Durable goods orders in U.S. slump, but consumer confidence jumps

(Reuters) – Demand for U.S.-made capital goods recorded its biggest drop in eight months in September, a cautionary note for an economy that otherwise seems to be moving forward at a steady clip.
A moderation in home price gains in August, also reported on Tuesday, offered a further suggestion the economy may have cooled a bit, although consumer confidence jumped to a seven-year high this month.
“The weak capital goods orders and house price data confirm the slowdown in activity, but the burst in consumer confidence suggests that U.S. households are very optimistic about the outlook,” said Millan Mulraine, deputy chief economist at TD Securities in New York.
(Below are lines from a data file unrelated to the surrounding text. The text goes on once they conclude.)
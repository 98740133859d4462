//! Object interaction and death states.

use crate::collision::{CollisionInfo, PolicyFlag};
use crate::constants::{CLIMB_LIMIT_2_CLICK_MIN, DEATH_COLLISION_RADIUS, SCALP_HEIGHT};
use crate::error::LocomotionError;

use super::Context;
use super::helpers::{apply_collision_feedback, place_on_floor, probe};
use crate::character::state::LaraStateId;

type HandlerResult = Result<(), LocomotionError>;

/// Scripted states ignore enemies while they play.
pub(super) fn busy_input(_: &mut Context<'_>, info: &mut CollisionInfo) -> HandlerResult {
    info.disable_baddie_interaction();
    Ok(())
}

pub(super) fn pushable_grab_input(ctx: &mut Context<'_>, info: &mut CollisionInfo) -> HandlerResult {
    busy_input(ctx, info)?;
    if ctx.input.action {
        ctx.state.set_goal(LaraStateId::PushableGrab);
    } else {
        ctx.state.set_goal(LaraStateId::Stop);
    }
    Ok(())
}

/// Keeps the character out of walls while an object animation plays.
pub(super) fn interact_postprocess(ctx: &mut Context<'_>, info: &mut CollisionInfo) -> HandlerResult {
    ctx.state.movement_angle = ctx.state.rotation.y;
    info.facing_angle = ctx.state.rotation.y;
    info.set_limits(-CLIMB_LIMIT_2_CLICK_MIN, CLIMB_LIMIT_2_CLICK_MIN, 0);
    info.policy
        .add_many(&[PolicyFlag::SlopesAreWalls, PolicyFlag::SlopesArePits]);
    probe(ctx, info, SCALP_HEIGHT)
}

pub(super) fn death_input(_: &mut Context<'_>, info: &mut CollisionInfo) -> HandlerResult {
    info.disable_baddie_interaction();
    Ok(())
}

/// Lays the body on the floor with a wide radius.
fn settle_body(ctx: &mut Context<'_>, info: &mut CollisionInfo) -> HandlerResult {
    ctx.state.movement_angle = ctx.state.rotation.y;
    info.facing_angle = ctx.state.rotation.y;
    info.collision_radius = DEATH_COLLISION_RADIUS;
    info.set_limits(-CLIMB_LIMIT_2_CLICK_MIN, CLIMB_LIMIT_2_CLICK_MIN, 0);
    probe(ctx, info, SCALP_HEIGHT)?;
    apply_collision_feedback(ctx.state, info);
    place_on_floor(ctx.state, info);
    Ok(())
}

pub(super) fn death_postprocess(ctx: &mut Context<'_>, info: &mut CollisionInfo) -> HandlerResult {
    settle_body(ctx, info)?;
    ctx.state.health = ctx.state.health.min(-1);
    ctx.state.air = -1;
    Ok(())
}

/// Like a regular death, but the health is left to the effect that caused it.
pub(super) fn midas_death_postprocess(ctx: &mut Context<'_>, info: &mut CollisionInfo) -> HandlerResult {
    settle_body(ctx, info)
}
Non-defense capital goods orders excluding aircraft, a closely watched proxy for business spending plans, fell 1.7 percent last month, the Commerce Department said. It was the largest drop in so-called core capital goods demand since January, and it surprised economists who had expected a 0.6 percent gain.
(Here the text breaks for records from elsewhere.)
//! Hanging from ledges, shimmying along them and pulling up.

use crate::angle::{Angle, deg};
use crate::collision::{CollisionInfo, PolicyFlag};
use crate::constants::{CLIMB_LIMIT_2_CLICK_MIN, SCALP_HEIGHT};
use crate::error::LocomotionError;
use crate::input::AxisMovement;

use super::Context;
use super::helpers::{common_edge_hang_handling, probe};
use crate::character::state::LaraStateId;

type HandlerResult = Result<(), LocomotionError>;

/// Front floor distances from which a hanging character can pull up.
const PULL_UP_RANGE: std::ops::Range<i32> = -849..-650;

pub(super) fn hang_input(ctx: &mut Context<'_>, info: &mut CollisionInfo) -> HandlerResult {
    info.disable_baddie_interaction();
    if ctx.input.x_movement == AxisMovement::Left || ctx.input.stepping_left() {
        ctx.state.set_goal(LaraStateId::ShimmyLeft);
    } else if ctx.input.x_movement == AxisMovement::Right || ctx.input.stepping_right() {
        ctx.state.set_goal(LaraStateId::ShimmyRight);
    }
    Ok(())
}

pub(super) fn hang_postprocess(ctx: &mut Context<'_>, info: &mut CollisionInfo) -> HandlerResult {
    ctx.state.movement_angle = ctx.state.rotation.y;
    common_edge_hang_handling(ctx, info)?;

    if ctx.state.goal_state != LaraStateId::Hang || !ctx.input.moving_forward() {
        return Ok(());
    }

    let corners_open = [info.front, info.front_left, info.front_right]
        .iter()
        .all(|d| d.floor.dy - d.ceiling.dy >= 0);
    if !PULL_UP_RANGE.contains(&info.front.floor.dy) || !corners_open || info.is_scenery_blocked() {
        return Ok(());
    }

    if ctx.input.move_slow {
        ctx.state.set_goal(LaraStateId::Handstand);
    } else {
        ctx.state.set_goal(LaraStateId::Climbing);
    }
    Ok(())
}

/// Shared by the pull-up animations, which only need to stay clear of walls.
pub(super) fn climbing_postprocess(ctx: &mut Context<'_>, info: &mut CollisionInfo) -> HandlerResult {
    info.set_limits(-CLIMB_LIMIT_2_CLICK_MIN, CLIMB_LIMIT_2_CLICK_MIN, 0);
    info.policy
        .add_many(&[PolicyFlag::SlopesAreWalls, PolicyFlag::SlopesArePits]);
    info.facing_angle = ctx.state.rotation.y;
    probe(ctx, info, SCALP_HEIGHT)
}

fn shimmy_input(ctx: &mut Context<'_>, info: &mut CollisionInfo, direction: AxisMovement) -> HandlerResult {
    info.disable_baddie_interaction();
    if ctx.input.x_movement != direction && ctx.input.step_movement != direction {
        ctx.state.set_goal(LaraStateId::Hang);
    }
    Ok(())
}

fn shimmy_postprocess(ctx: &mut Context<'_>, info: &mut CollisionInfo, offset: Angle) -> HandlerResult {
    ctx.state.movement_angle = ctx.state.rotation.y + offset;
    common_edge_hang_handling(ctx, info)?;
    ctx.state.movement_angle = ctx.state.rotation.y + offset;
    Ok(())
}

pub(super) fn shimmy_left_input(ctx: &mut Context<'_>, info: &mut CollisionInfo) -> HandlerResult {
    shimmy_input(ctx, info, AxisMovement::Left)
}

pub(super) fn shimmy_left_postprocess(ctx: &mut Context<'_>, info: &mut CollisionInfo) -> HandlerResult {
    shimmy_postprocess(ctx, info, deg(-90.0))
}

pub(super) fn shimmy_right_input(ctx: &mut Context<'_>, info: &mut CollisionInfo) -> HandlerResult {
    shimmy_input(ctx, info, AxisMovement::Right)
}

pub(super) fn shimmy_right_postprocess(ctx: &mut Context<'_>, info: &mut CollisionInfo) -> HandlerResult {
    shimmy_postprocess(ctx, info, deg(90.0))
}

#[cfg(test)]
mod tests {
    use crate::angle::{Angle, deg};
    use crate::character::handlers::test_support::*;
    use crate::character::state::{AnimationId, HandStatus, KinematicState, LaraStateId};
    use crate::input::{AxisMovement, InputState};
    use crate::level::{Level, RoomBuilder, Sector, pos};

    /// A deep room with a ledge 750 units above the hanging character's feet
    /// from z = 3072 on.
    fn ledge() -> Level {
        single_room(
            RoomBuilder::new(0, 0, 8, 8)
                .fill(Sector::open(2048, -4096))
                .border_walls()
                .edit_area(1..=6, 3..=6, |_| Sector::open(-750, -4096)),
        )
    }

    fn hanging(state: LaraStateId) -> KinematicState {
        let mut lara = character(state, pos(2560, 0, 3022), Angle::ZERO);
        lara.hand_status = HandStatus::Grabbing;
        lara
    }

    #[test]
    fn forward_while_hanging_pulls_up() {
        let level = ledge();
        let mut lara = hanging(LaraStateId::Hang);
        let input = InputState::forward().with_action();
        let (next, info, _) = run_postprocess(&level, &mut lara, &input);
        assert_eq!(next, None);
        assert_eq!(info.front.floor.dy, -750);
        assert_eq!(lara.goal_state, LaraStateId::Climbing);
        assert_eq!(lara.location.position, pos(2560, 0, 3022));

        let mut lara = hanging(LaraStateId::Hang);
        run_postprocess(&level, &mut lara, &input.with_move_slow());
        assert_eq!(lara.goal_state, LaraStateId::Handstand);
    }

    #[test]
    fn releasing_action_drops_from_the_ledge() {
        let level = ledge();
        let mut lara = hanging(LaraStateId::Hang);
        let (next, _, _) = run_postprocess(&level, &mut lara, &InputState::default());
        assert_eq!(next, Some(LaraStateId::JumpUp));
        assert_eq!(lara.goal_state, LaraStateId::JumpUp);
        assert_eq!(lara.animation.map(|a| a.animation), Some(AnimationId::TryHangVertical));
        assert_eq!(lara.hand_status, HandStatus::None);
        assert!(lara.falling);
        assert_eq!(lara.location.position.y, -750 + 762 + 2);
    }

    #[test]
    fn hang_input_starts_a_shimmy() {
        let level = ledge();
        let mut lara = hanging(LaraStateId::Hang);
        run_input(&level, &mut lara, &InputState::default().with_step(AxisMovement::Right));
        assert_eq!(lara.goal_state, LaraStateId::ShimmyRight);

        let mut lara = hanging(LaraStateId::ShimmyRight);
        run_input(&level, &mut lara, &InputState::default().with_action());
        assert_eq!(lara.goal_state, LaraStateId::Hang);
    }

    #[test]
    fn shimmy_moves_sideways() {
        let level = ledge();
        let mut lara = hanging(LaraStateId::ShimmyLeft);
        lara.movement_angle = deg(-90.0);
        let input = InputState::default()
            .with_action()
            .with_turn(AxisMovement::Left);
        run_postprocess(&level, &mut lara, &input);
        assert_eq!(lara.movement_angle, deg(-90.0));
        assert_eq!(lara.goal_state, LaraStateId::ShimmyLeft);
    }
}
Some analysts blamed the weakness on slowing growth in China and the euro zone, but they said there was no reason for alarm, noting that an array of other manufacturing indicators have remained relatively strong.
“You have to look at the comprehensive evidence we have seen regarding manufacturing, and it tells you the manufacturing sector is doing fine,” said Anthony Karydakis, chief economic strategist at Miller Tabak in New York.
A second report showed the S&P/Case-Shiller composite index of home prices in 20 metropolitan areas gained 5.6 percent in August from a year earlier. It was the slowest year-on-year increase since November 2012, and just the latest sign the housing sector continues to muddle along.
Separately, the Conference Board said its index of consumer attitudes increased to 94.5 this month, the highest reading since October 2007, from 89.0 in September. The jump came despite a sharp stock market sell-off, with households cheered by a steadily firming labor market and falling gasoline prices.
The strong confidence reading and healthy corporate earnings boosted U.S. stocks. Prices for U.S. Treasury debt were trading lower, while the dollar fell against a basket of currencies.